Date of Conferral







Aridaman Jain, Marcia Steinhauer


Lack of access to electricity, both in quantity and quality, has been a recurring problem in Nigeria. Scholars have investigated the relationship between electricity consumption and economic development with diverse outcomes, but they have not considered the subsystems that constitute the electricity delivery system. The purpose of this quantitative correlational study was to examine the relationship between monthly industrial output in Nigeria and available monthly power generation capacity, available monthly power transmission capacity, and monthly power distribution capability. Systems theory was the theoretical framework for this study. Data were collected on the monthly industrial output and operational data on electric utilities in Nigeria from 2015 to 2020 to constitute a population size of 72 months. The result indicated capacity incongruencies across the power supply value chain. Pearson’s correlation analysis showed no statistically significant correlation between generation capacity and transmission capacity, and there was a negative but not statistically significant correlation between transmission capacity and distribution capability.

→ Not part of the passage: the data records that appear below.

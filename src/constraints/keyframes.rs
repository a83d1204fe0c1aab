//! Pinned frame ranges and their projection onto the synthesized buffer
//!
//! Ranges follow slice semantics: negative bounds count from the end and an
//! open end runs to the last frame. A range with a non-negative start is
//! aligned with the start of the reference; a range with a negative start is
//! aligned with its end, so `last(n)` always pins the reference's final `n`
//! frames even when the output and reference lengths differ.

use crate::motion::RootChannels;
use crate::motion::trajectory::{final_position, horizontal_positions, write_horizontal_positions};
use ndarray::{Array2, ArrayView2};
use std::ops::Range;

/// Which end of the motion a range is measured from
#[derive(Debug, Clone, Copy, PartialEq, Eq)]
pub enum Anchor {
    /// Indices count from the first frame
    Start,
    /// Indices count from the last frame
    End,
}

/// Slice of frames pinned to the reference
#[derive(Debug, Clone, Copy, PartialEq, Eq)]
pub struct KeyframeRange {
    start: isize,
    end: Option<isize>,
}

impl KeyframeRange {
    /// The first `n` frames
    pub const fn first(n: usize) -> Self {
        Self {
            start: 0,
            end: Some(n as isize),
        }
    }

    /// The last `n` frames
    pub const fn last(n: usize) -> Self {
        if n == 0 {
            return Self::first(0);
        }
        Self {
            start: -(n as isize),
            end: None,
        }
    }

    /// Arbitrary slice `start..end` with slice semantics
    pub const fn custom(start: isize, end: Option<isize>) -> Self {
        Self { start, end }
    }

    /// End the range is aligned with
    pub const fn anchor(&self) -> Anchor {
        if self.start < 0 {
            Anchor::End
        } else {
            Anchor::Start
        }
    }

    /// Whether the range pins the final frame of a buffer of `len` frames
    pub fn reaches_end(&self, len: usize) -> bool {
        let range = self.resolve(len);
        !range.is_empty() && range.end == len
    }

    /// Concrete frame indices for a buffer of `len` frames
    pub fn resolve(&self, len: usize) -> Range<usize> {
        let len_i = len as isize;
        let clamp = |v: isize| -> usize {
            let v = if v < 0 { v + len_i } else { v };
            v.clamp(0, len_i) as usize
        };
        let start = clamp(self.start);
        let end = self.end.map_or(len, clamp);
        start..end.max(start)
    }

    /// `(synthesized, reference)` index pairs pinned by this range
    pub fn pairs(&self, synthesized_len: usize, reference_len: usize) -> Vec<(usize, usize)> {
        let range = self.resolve(synthesized_len);
        match self.anchor() {
            Anchor::Start => range
                .filter(|&i| i < reference_len)
                .map(|i| (i, i))
                .collect(),
            Anchor::End => range
                .filter_map(|i| {
                    let from_end = synthesized_len - i;
                    reference_len.checked_sub(from_end).map(|r| (i, r))
                })
                .collect(),
        }
    }
}

/// Pinned pairs for a set of ranges, later ranges overriding earlier ones
pub fn resolve_pairs(
    ranges: &[KeyframeRange],
    synthesized_len: usize,
    reference_len: usize,
) -> Vec<(usize, usize)> {
    let mut pinned: Vec<Option<usize>> = vec![None; synthesized_len];
    for range in ranges {
        for (s, r) in range.pairs(synthesized_len, reference_len) {
            if let Some(slot) = pinned.get_mut(s) {
                *slot = Some(r);
            }
        }
    }
    pinned
        .into_iter()
        .enumerate()
        .filter_map(|(s, r)| r.map(|r| (s, r)))
        .collect()
}

/// Overwrite pinned frames with their reference frames
///
/// Returns the number of frames written.
pub fn clamp_frames(
    buffer: &mut Array2<f64>,
    reference: ArrayView2<'_, f64>,
    pairs: &[(usize, usize)],
) -> usize {
    let mut written = 0;
    for &(s, r) in pairs {
        if s >= buffer.nrows() || r >= reference.nrows() {
            continue;
        }
        buffer.row_mut(s).assign(&reference.row(r));
        written += 1;
    }
    written
}

/// Move the final root position onto the reference's final position
///
/// The horizontal offset is spread linearly across the unpinned frames between
/// `free.start` and `free.end`: velocities of frames `free.start + 1 ..
/// free.end` absorb it, so pinned frames keep their reference velocities.
/// Returns the applied offset, or `None` when fewer than two free frames exist.
pub fn pin_final_position(
    buffer: &mut Array2<f64>,
    reference: ArrayView2<'_, f64>,
    root: RootChannels,
    free: Range<usize>,
) -> Option<[f64; 2]> {
    let frames = buffer.nrows();
    let free = free.start..free.end.min(frames);
    if free.end < free.start + 2 {
        return None;
    }

    let target = final_position(reference, root);
    let mut positions = horizontal_positions(buffer.view(), root);
    let current = positions.last().copied().unwrap_or([0.0, 0.0]);
    let offset = [target[0] - current[0], target[1] - current[1]];

    let span = (free.end - 1 - free.start) as f64;
    for (i, position) in positions.iter_mut().enumerate().skip(free.start) {
        let weight = if i < free.end {
            (i - free.start) as f64 / span
        } else {
            1.0
        };
        position[0] += offset[0] * weight;
        position[1] += offset[1] * weight;
    }
    write_horizontal_positions(buffer, root, &positions);
    Some(offset)
}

The results of the multiple regression analysis indicate that the linear combination of the independent variables statistically significantly predicted industrial output in the regression model; however, only distribution capability had a statistically significant correlation with industrial output. The results of this study support policy development for improved electricity supply that will boost the competitiveness of local industries, leading to economic growth and reduced poverty due to more employment opportunities, thus contributing to positive social change.